Life insurance tips
Only at certain ages make sense of life insurance. If we refer to the pure life insurance, life risk insurance, which covers death and disability, we advise our clients accordingly, and we say that only in the age category between 30 and 50 years, this insurance is more appropriate.
Before age 30, we are starting our careers, we have not yet established a heritage, but possibly our family situation is that of unmarried individuals without family responsibilities.
From age 30 is generally quite possible that the person living with a partner and having children. This is the moment where the risk of loss of life or loss of health and therefore can not continue to receive a salary, is presented as a serious risk to the family. Then a life risk insurance should cover the possibility that these risks will leave our family without resources and unable to get ahead. This risk increases if we have signed a mortgage is that if we missed it, our family will not look deprived of our income just salary, but must also meet the mortgage payments to avoid running into the street.
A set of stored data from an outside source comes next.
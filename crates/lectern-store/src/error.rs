/// Errors from document collections and collaborators.
#[derive(Debug, thiserror::Error)]
pub enum StoreError {
    /// A record addressed by key or id does not exist.
    #[error("not found: {0}")]
    NotFound(String),

    /// A write would collide with an existing record.
    #[error("conflict: {0}")]
    Conflict(String),

    /// A collection lock was poisoned by a panicking writer.
    #[error("lock poisoned: {0}")]
    Poisoned(String),

    /// A record could not be converted to or from JSON.
    #[error("serialization error: {0}")]
    Serialization(#[from] serde_json::Error),
}

/// Result alias for store operations.
pub type StoreResult<T> = Result<T, StoreError>;

pub(crate) fn poisoned<E: std::fmt::Display>(e: E) -> StoreError {
    StoreError::Poisoned(e.to_string())
}
//! Field-level normalization and validation of index records.
//!
//! Checks that need the rest of the registry (title uniqueness) live on
//! [`IndexRegistry`](crate::IndexRegistry).

use lectern_types::WorkIndex;

use crate::error::{IndexError, IndexResult};
use crate::registry::normalize_title;

const TITLE_FORBIDDEN: &[char] = &['.', '-', '\\', '/'];
const CATEGORY_FORBIDDEN: &[char] = &['.', '-'];

/// Upper-case the first letter of the title and each variant, and make sure
/// the primary title is listed among the variants.
pub fn normalize_index(mut index: WorkIndex) -> WorkIndex {
    index.title = normalize_title(&index.title);
    index.title_variants = index
        .title_variants
        .iter()
        .map(|v| normalize_title(v))
        .collect();
    if !index.title_variants.contains(&index.title) {
        index.title_variants.push(index.title.clone());
    }
    index
}

/// Validate required fields and forbidden characters.
pub fn validate_fields(index: &WorkIndex) -> IndexResult<()> {
    if index.title.trim().is_empty() {
        return Err(IndexError::Invalid(
            "text index is missing a required field: title".into(),
        ));
    }
    if index.categories.is_empty() {
        return Err(IndexError::Invalid(
            "categories field must be a non empty list of strings".into(),
        ));
    }
    if index.section_names.is_empty() {
        return Err(IndexError::Invalid(
            "sectionNames field must be a non empty list of strings".into(),
        ));
    }
    if index.title.contains(TITLE_FORBIDDEN) {
        return Err(IndexError::Invalid(
            "text title may not contain periods, hyphens or slashes".into(),
        ));
    }
    if index.categories.iter().any(|c| c.contains(CATEGORY_FORBIDDEN)) {
        return Err(IndexError::Invalid(
            "categories may not contain periods or hyphens".into(),
        ));
    }
    if index.section_names.iter().any(|s| s.contains(TITLE_FORBIDDEN)) {
        return Err(IndexError::Invalid(
            "text structure names may not contain periods, hyphens or slashes".into(),
        ));
    }
    Ok(())
}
So in that age group between 30 and 50 years is highly recommended the signing of a life insurance risk that our family will go ahead despite the possibility of a potential disaster.
After 50 years, normally we should have built up a sufficient and have paid our mortgage, so that the life insurance risk should be replaced by a system of savings to supplement at the time of our retirement income decreased to clearly going to suffer.
So, if you subscribed a long-term mortgage if you or between 30 and 50 years should consider very seriously the need to sign a life insurance risk.
What capital do I secure?
Once we have agreed that it is very logical, reasonable and advisable to sign a life insurance risk between 30 and 50, should be established to ensure capital.
If you signed a mortgage you should at least cover the outstanding principal amount of the mortgage, which will leave the family home free of charge.
It is also advisable to cover the risk of the mortgage, raise capital risk life insurance to cover our net pay at least 5 years.
This is so because in fact the family after the disgrace of being deprived of wage income of the household must redirect its spending and to this a minimum of 5 years is advisable.
If the couple both work and bring their wages, should have two life insurance risk cover each net salary of five years of the insured.
Obviously if you have more possibilities to cover a number of years of net income, do so. We’re just setting the minimum capital requirements that you should consider.
The method of calculating the capital to ensure, regardless of the mortgage is as follows: Calculate your net monthly income after taxes to get his family. Multiply that figure by 60 to ensure that minimum capital in life insurance risk.
Developed societies are those that know how to calculate their risks and cover them to prevent accidents, not only account for a strong personal and emotional impact, but also put in a situation of great difficulty to the families who have lost loved ones.